Fue verdaderamente emocionante. Por 14 o 15 minutos. Después me empecé a preocupar: ¿Y si alguien necesita comunicarse conmigo? ¿Qué pasa si tengo un mensaje importante en espera?
Al ser un comediante de stand up, manejo un pequeño negocio. No solo soy el presidente de mi compañía, también soy su único producto. Aunque tengo un agente, de todas maneras necesito poder responder rápidamente a ciertas ofertas de trabajo o simplemente avanzar a la siguiente oportunidad cómica.
De pronto comencé a sentir las vibraciones fantasma del celular en el bolsillo delantero de mis pantalones, en donde generalmente lo guardo. Mi nivel de estrés empezó a subir. Tenía que checar mi correo de voz. Pero hacerlo involucraría meterme en una actividad que no había hecho en años: usar un teléfono de monedas.
Aunque hay bastantes teléfonos públicos en la Gran Manzana, aparentemente no hay nadie que se encargue de limpiarlos. Los teléfonos públicos que vi se veían y olían como si los hubieran confundido con baños o para limpiar ciertas partes de su anatomía.

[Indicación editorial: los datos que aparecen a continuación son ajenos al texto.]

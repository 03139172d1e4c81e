//! Puzzle-boundary detection stage.

use crate::core::config::QuadDetectorConfig;
use crate::core::errors::{SudocrError, SudocrResult};
use crate::processors::binarize::adaptive_threshold_inv;
use crate::processors::geometry::{
    Point, Quad, approx_polygon, points_from_contour, polygon_area, polygon_perimeter,
};
use image::GrayImage;
use imageproc::contours::{BorderType, find_contours};
use imageproc::filter::gaussian_blur_f32;
use tracing::debug;

/// Finds the puzzle's outer boundary as a 4-point polygon.
///
/// The puzzle boundary is assumed to be the dominant quadrilateral feature
/// in frame, so external contours are visited largest first; smaller
/// 4-sided contours (individual cells, stray shapes) must not preempt it.
#[derive(Debug, Clone)]
pub struct QuadDetector {
    config: QuadDetectorConfig,
}

impl QuadDetector {
    /// Creates a detector with a validated configuration.
    pub fn new(config: QuadDetectorConfig) -> SudocrResult<Self> {
        config.validate()?;
        Ok(Self { config })
    }

    /// Locates the puzzle boundary in a grayscale image.
    ///
    /// Blurs to suppress noise, applies the inverted adaptive threshold so
    /// puzzle ink is foreground, extracts external contours, and walks them
    /// by enclosed area descending, returning the first one whose polygon
    /// approximation (tolerance: a fraction of its perimeter) has exactly
    /// four vertices.
    ///
    /// # Errors
    ///
    /// Returns [`SudocrError::ContourNotFound`] when no external contour
    /// approximates to a quadrilateral.
    pub fn detect(&self, image: &GrayImage) -> SudocrResult<Quad> {
        let blurred = gaussian_blur_f32(image, self.config.blur_sigma);
        let binary = adaptive_threshold_inv(
            &blurred,
            self.config.adaptive_block_size,
            self.config.adaptive_constant,
        );

        let contours = find_contours::<u32>(&binary);
        let mut candidates: Vec<(f32, Vec<Point>)> = contours
            .iter()
            .filter(|contour| contour.border_type == BorderType::Outer)
            .map(points_from_contour)
            .filter(|points| points.len() >= 4)
            .map(|points| (polygon_area(&points), points))
            .collect();
        candidates.sort_by(|a, b| b.0.total_cmp(&a.0));

        let examined = candidates.len();
        for (area, points) in candidates {
            let epsilon = self.config.approx_tolerance * polygon_perimeter(&points);
            let approx = approx_polygon(&points, epsilon);
            debug!(
                area,
                contour_points = points.len(),
                approx_vertices = approx.len(),
                "boundary candidate"
            );
            if approx.len() == 4 {
                return Ok(Quad::order([approx[0], approx[1], approx[2], approx[3]]));
            }
        }

        Err(SudocrError::ContourNotFound {
            candidates: examined,
        })
    }
}

#[cfg(test)]
mod tests {
    use super::*;
    use image::Luma;

    /// White canvas with a black rectangular frame of the given thickness.
    fn framed_image(outer: (u32, u32, u32, u32), thickness: u32) -> GrayImage {
        let mut img = GrayImage::from_pixel(240, 240, Luma([255]));
        let (left, top, right, bottom) = outer;
        for y in top..=bottom {
            for x in left..=right {
                let on_frame = x < left + thickness
                    || x > right - thickness
                    || y < top + thickness
                    || y > bottom - thickness;
                if on_frame {
                    img.put_pixel(x, y, Luma([0]));
                }
            }
        }
        img
    }

    #[test]
    fn detects_synthetic_frame_corners() {
        let img = framed_image((40, 50, 200, 190), 5);
        let detector = QuadDetector::new(QuadDetectorConfig::default()).unwrap();
        let quad = detector.detect(&img).unwrap();

        let tolerance = 4.0;
        assert!(quad.tl.distance(&Point::new(40.0, 50.0)) <= tolerance, "{:?}", quad.tl);
        assert!(quad.tr.distance(&Point::new(200.0, 50.0)) <= tolerance, "{:?}", quad.tr);
        assert!(quad.br.distance(&Point::new(200.0, 190.0)) <= tolerance, "{:?}", quad.br);
        assert!(quad.bl.distance(&Point::new(40.0, 190.0)) <= tolerance, "{:?}", quad.bl);
    }

    #[test]
    fn blank_image_reports_contour_not_found() {
        let img = GrayImage::from_pixel(120, 120, Luma([255]));
        let detector = QuadDetector::new(QuadDetectorConfig::default()).unwrap();
        assert!(matches!(
            detector.detect(&img),
            Err(SudocrError::ContourNotFound { .. })
        ));
    }

    #[test]
    fn largest_quadrilateral_wins() {
        let mut img = framed_image((20, 20, 220, 220), 5);
        // A smaller solid square inside the frame must not preempt it.
        for y in 80..120 {
            for x in 80..120 {
                img.put_pixel(x, y, Luma([0]));
            }
        }
        let detector = QuadDetector::new(QuadDetectorConfig::default()).unwrap();
        let quad = detector.detect(&img).unwrap();
        assert!(quad.tl.distance(&Point::new(20.0, 20.0)) <= 4.0);
    }
}
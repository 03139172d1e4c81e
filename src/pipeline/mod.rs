//! The scanning pipeline: image in, grid and diagnostics out.
//!
//! Control flow: image -> boundary detection -> perspective rectification
//! -> cell segmentation -> per-cell classification -> grid assembly. Each
//! stage fully consumes its input before the next runs, and each failure
//! propagates immediately; the only fan-out is the classification of the
//! 81 mutually independent cells, which spreads over a rayon pool under
//! the configured [`ParallelPolicy`].

pub mod stages;

use crate::core::config::{ParallelPolicy, ScannerConfig};
use crate::core::errors::{SudocrError, SudocrResult};
use crate::core::traits::OcrCollaborator;
use crate::domain::grid::{CellReport, Grid};
use crate::processors::geometry::Quad;
use crate::solver::{self, CancelToken};
use crate::utils::image::{load_gray_image, load_gray_image_from_bytes};
use image::GrayImage;
use rayon::prelude::*;
use self::stages::{
    CellClassification, CellClassifier, CellImage, CellSegmenter, GridAssembler,
    PerspectiveRectifier, QuadDetector,
};
use std::path::Path;
use std::sync::Arc;
use std::time::Instant;
use tracing::{debug, info};

/// Everything a scan produces.
#[derive(Debug, Clone)]
pub struct ScanResult {
    /// The assembled 9x9 grid; 0 means blank. Carries no validity
    /// guarantee: recognition error may have introduced duplicates.
    pub grid: Grid,
    /// Per-cell diagnostics, 81 entries in row-major order.
    pub cells: Vec<CellReport>,
    /// The detected puzzle boundary in source-image coordinates.
    pub quad: Quad,
    /// The perspective-corrected board, kept as a preview.
    pub rectified: GrayImage,
}

/// The end-to-end scanner: perception stages plus the solver entry point.
pub struct SudokuScanner {
    detector: QuadDetector,
    rectifier: PerspectiveRectifier,
    segmenter: CellSegmenter,
    classifier: CellClassifier,
    assembler: GridAssembler,
    config: ScannerConfig,
}

impl SudokuScanner {
    /// Creates a scanner from a validated configuration and an OCR
    /// collaborator handle.
    ///
    /// The collaborator is shared across classification workers, so it must
    /// either be stateless or serialize access internally.
    pub fn new(config: ScannerConfig, ocr: Arc<dyn OcrCollaborator>) -> SudocrResult<Self> {
        config.validate().map_err(SudocrError::from)?;
        Ok(Self {
            detector: QuadDetector::new(config.detector.clone())?,
            rectifier: PerspectiveRectifier::new(),
            segmenter: CellSegmenter::new(config.segmenter.clone())?,
            classifier: CellClassifier::new(config.classifier.clone(), ocr)?,
            assembler: GridAssembler::new(),
            config,
        })
    }

    /// Creates a scanner with default configuration.
    pub fn with_defaults(ocr: Arc<dyn OcrCollaborator>) -> SudocrResult<Self> {
        Self::new(ScannerConfig::default(), ocr)
    }

    /// Scans a puzzle photograph from a file path.
    pub fn scan_path(&self, path: &Path) -> SudocrResult<ScanResult> {
        let image = load_gray_image(path)?;
        self.scan_image(&image)
    }

    /// Scans a puzzle photograph from an encoded byte buffer.
    pub fn scan_bytes(&self, bytes: &[u8]) -> SudocrResult<ScanResult> {
        let image = load_gray_image_from_bytes(bytes)?;
        self.scan_image(&image)
    }

    /// Scans an already-decoded grayscale image.
    pub fn scan_image(&self, image: &GrayImage) -> SudocrResult<ScanResult> {
        let started = Instant::now();

        let quad = self.detector.detect(image)?;
        debug!(elapsed_ms = started.elapsed().as_millis() as u64, "boundary located");

        let rectified = self.rectifier.rectify(image, &quad)?;
        let cells = self.segmenter.segment(&rectified)?;
        let classifications = self.classify_cells(&cells)?;
        let (grid, reports) = self.assembler.assemble(&classifications)?;

        let recognized = reports.iter().filter(|r| r.value != 0).count();
        info!(
            recognized,
            blanks = reports.len() - recognized,
            elapsed_ms = started.elapsed().as_millis() as u64,
            "scan complete"
        );

        Ok(ScanResult {
            grid,
            cells: reports,
            quad,
            rectified,
        })
    }

    /// Completes a scanned grid under the configured solver limits.
    pub fn solve_grid(&self, grid: &Grid) -> SudocrResult<Grid> {
        solver::solve(grid, &self.config.solver, None)
    }

    /// Completes a scanned grid with a cooperative cancellation token.
    pub fn solve_grid_with_cancel(&self, grid: &Grid, cancel: &CancelToken) -> SudocrResult<Grid> {
        solver::solve(grid, &self.config.solver, Some(cancel))
    }

    /// Classifies all cells, fanning out over rayon when the workload
    /// exceeds the policy threshold.
    ///
    /// Results are collected by index, never appended, so row-major
    /// ordering is preserved regardless of completion order.
    fn classify_cells(&self, cells: &[CellImage]) -> SudocrResult<Vec<CellClassification>> {
        let policy = &self.config.parallel;
        if cells.len() <= policy.cell_threshold {
            return cells
                .iter()
                .map(|cell| self.classifier.classify(&cell.image))
                .collect();
        }

        match policy.max_threads {
            Some(threads) => {
                let pool = rayon::ThreadPoolBuilder::new()
                    .num_threads(threads)
                    .build()
                    .map_err(|e| SudocrError::Config {
                        message: format!("worker pool: {e}"),
                    })?;
                pool.install(|| self.classify_parallel(cells))
            }
            None => self.classify_parallel(cells),
        }
    }

    fn classify_parallel(&self, cells: &[CellImage]) -> SudocrResult<Vec<CellClassification>> {
        cells
            .par_iter()
            .map(|cell| self.classifier.classify(&cell.image))
            .collect()
    }
}

impl std::fmt::Debug for SudokuScanner {
    fn fmt(&self, f: &mut std::fmt::Formatter<'_>) -> std::fmt::Result {
        f.debug_struct("SudokuScanner")
            .field("config", &self.config)
            .finish_non_exhaustive()
    }
}

#[cfg(test)]
mod tests {
    use super::*;
    use crate::core::errors::BoxedOcrError;
    use crate::domain::grid::CellStatus;
    use image::Luma;
    use std::time::Duration;

    /// Collaborator double: always reports the same digit.
    struct ConstantOcr(char);

    impl OcrCollaborator for ConstantOcr {
        fn recognize(
            &self,
            _glyph: &GrayImage,
            _whitelist: &[char],
            _timeout: Duration,
        ) -> Result<Vec<char>, BoxedOcrError> {
            Ok(vec![self.0])
        }
    }

    /// A white board with a black outer frame and black grid lines, so the
    /// detector finds the boundary and the segmenter sees clean cells.
    fn synthetic_board() -> GrayImage {
        let mut img = GrayImage::from_pixel(520, 520, Luma([255]));
        let (left, top, side) = (30u32, 30u32, 459u32);
        let step = side / 9;
        for line in 0..=9u32 {
            let offset = line * step;
            for t in 0..2u32 {
                for i in 0..=side {
                    img.put_pixel(left + i, top + offset + t, Luma([0]));
                    img.put_pixel(left + offset + t, top + i, Luma([0]));
                }
            }
        }
        img
    }

    #[test]
    fn scans_blank_board_to_empty_grid() {
        let scanner = SudokuScanner::with_defaults(Arc::new(ConstantOcr('5'))).unwrap();
        let result = scanner.scan_image(&synthetic_board()).unwrap();

        assert_eq!(result.cells.len(), 81);
        assert_eq!(result.grid, Grid::empty(), "\n{}", result.grid);
        assert!(result.cells.iter().all(|c| c.status == CellStatus::Blank));
        assert!(result.quad.tl.x < 40.0 && result.quad.tl.y < 40.0);
    }

    #[test]
    fn scan_then_solve_completes_the_board() {
        let scanner = SudokuScanner::with_defaults(Arc::new(ConstantOcr('1'))).unwrap();
        let result = scanner.scan_image(&synthetic_board()).unwrap();
        let solved = scanner.solve_grid(&result.grid).unwrap();
        assert!(solved.is_complete());
        assert!(solved.is_consistent());
    }

    #[test]
    fn sequential_and_parallel_classification_agree() {
        let mut config = ScannerConfig::default();
        config.parallel.cell_threshold = 100; // force sequential
        let sequential = SudokuScanner::new(config, Arc::new(ConstantOcr('3'))).unwrap();
        let parallel = SudokuScanner::with_defaults(Arc::new(ConstantOcr('3'))).unwrap();

        let board = synthetic_board();
        let a = sequential.scan_image(&board).unwrap();
        let b = parallel.scan_image(&board).unwrap();
        assert_eq!(a.grid, b.grid);
        let ratios_a: Vec<f32> = a.cells.iter().map(|c| c.ink_ratio).collect();
        let ratios_b: Vec<f32> = b.cells.iter().map(|c| c.ink_ratio).collect();
        assert_eq!(ratios_a, ratios_b);
    }

    #[test]
    fn featureless_image_fails_with_contour_not_found() {
        let scanner = SudokuScanner::with_defaults(Arc::new(ConstantOcr('1'))).unwrap();
        let blank = GrayImage::from_pixel(200, 200, Luma([255]));
        assert!(matches!(
            scanner.scan_image(&blank),
            Err(SudocrError::ContourNotFound { .. })
        ));
    }

    #[test]
    fn undecodable_bytes_fail_with_image_read() {
        let scanner = SudokuScanner::with_defaults(Arc::new(ConstantOcr('1'))).unwrap();
        assert!(matches!(
            scanner.scan_bytes(&[0u8, 1, 2, 3]),
            Err(SudocrError::ImageRead(_))
        ));
    }
}
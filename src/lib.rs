//! # sudocr
//!
//! A Rust library that turns a photograph of a 9x9 Sudoku puzzle into a
//! validated digit grid and computes its completion.
//!
//! ## Features
//!
//! - Boundary detection: finds the puzzle's outer quadrilateral in frame
//! - Perspective rectification: warps the board into an axis-aligned square
//! - Cell segmentation: 81 trimmed cells in deterministic row-major order
//! - Cell classification: cheap ink-ratio blank gate, external OCR for the
//!   rest, majority-vote disambiguation
//! - Constraint solving: deterministic backtracking with deadline and
//!   cooperative cancellation
//!
//! The optical character recognizer is *not* part of this crate. Callers
//! supply one through the [`OcrCollaborator`] trait; uncertain recognition
//! degrades to a blank cell rather than a guessed digit.
//!
//! ## Modules
//!
//! * [`core`] - Errors, configuration, and the collaborator seam
//! * [`domain`] - The grid and its per-cell diagnostics
//! * [`pipeline`] - The perception pipeline and its five stages
//! * [`processors`] - Geometry, binarization, and warping primitives
//! * [`solver`] - The backtracking constraint solver
//! * [`utils`] - Image loading and board rendering
//!
//! ## Quick start
//!
//! ```no_run
//! use std::path::Path;
//! use std::sync::Arc;
//! use std::time::Duration;
//!
//! use image::GrayImage;
//! use sudocr::prelude::*;
//!
//! // Wrap whatever OCR engine is available.
//! struct MyOcr;
//!
//! impl OcrCollaborator for MyOcr {
//!     fn recognize(
//!         &self,
//!         _glyph: &GrayImage,
//!         _whitelist: &[char],
//!         _timeout: Duration,
//!     ) -> Result<Vec<char>, BoxedOcrError> {
//!         Ok(vec!['7'])
//!     }
//! }
//!
//! # fn main() -> Result<(), sudocr::SudocrError> {
//! let scanner = SudokuScanner::with_defaults(Arc::new(MyOcr))?;
//! let scan = scanner.scan_path(Path::new("puzzle.jpg"))?;
//! println!("{}", scan.grid);
//!
//! let solved = scanner.solve_grid(&scan.grid)?;
//! println!("{solved}");
//! # Ok(())
//! # }
//! ```

pub mod core;
pub mod domain;
pub mod pipeline;
pub mod processors;
pub mod solver;
pub mod utils;

// --- High-level re-exports -------------------------------------------------

pub use crate::core::{
    BoxedOcrError, ClassifierConfig, OcrCollaborator, ParallelPolicy, QuadDetectorConfig,
    ScannerConfig, SegmenterConfig, SolverLimits, SudocrError, SudocrResult,
};
pub use crate::domain::{CellReport, CellStatus, Grid};
pub use crate::pipeline::{ScanResult, SudokuScanner};
pub use crate::processors::{Point, Quad};
pub use crate::solver::{CancelToken, solve};

/// Small prelude for callers who want the whole surface at once.
pub mod prelude {
    pub use crate::core::{BoxedOcrError, OcrCollaborator, ScannerConfig, SudocrResult};
    pub use crate::domain::{CellReport, CellStatus, Grid};
    pub use crate::pipeline::{ScanResult, SudokuScanner};
    pub use crate::solver::{CancelToken, solve};
}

A pesar del hedor, dejé de respirar e hice mi llamada para recuperar mis mensajes. ¿Cuántos tenía? Cero. Instantáneamente recordé mi vida en “Estados Unidos A.C.” cuando llamaba a mi máquina contestadora para recuperar mis mensajes y escuchar el mensaje robótico que decía, “No tiene mensajes nuevos”.
Aunque estaba aliviado, mi ansiedad por revisar mi correo electrónico empezaba a crecer. Por favor, recuerda que soy un comediante de NY. Soy neurótico por naturaleza.
Necesitaba encontrar un café internet. Suena bastante simple pero no lo es. Aunque hay establecimientos que ofrecen Wi-Fi gratuito en todos lados, no muchos tienen computadoras.
Empecé a caminar y a preguntar a la gente si habían visto un café internet, como si buscará al perro que se me perdió. Las respuestas iban desde un “no”, hasta miradas extrañadas evocando a un viajero del tiempo que vino de la década de 1990, incluso recomendaciones de otros lugares que no tenían relación alguna. (Un hombre no tenía ni idea de dónde había un café internet, pero me sugirió un grandioso restaurante turco).
Catorce cuadras, dos avenidas y 45 minutos después, finalmente vi un letrero afuera de un deli un poco descuidado que decía “internet”. Y ahí vi tres computadoras, cuyos mejores días claramente ya habían pasado, disponibles por una cuota razonable de dos dólares por 12 minutos.
Entonces, ¿Qué mails me había perdido? Nada importante, para ser honesto. Todos pudieron haber esperado a que llegara a casa.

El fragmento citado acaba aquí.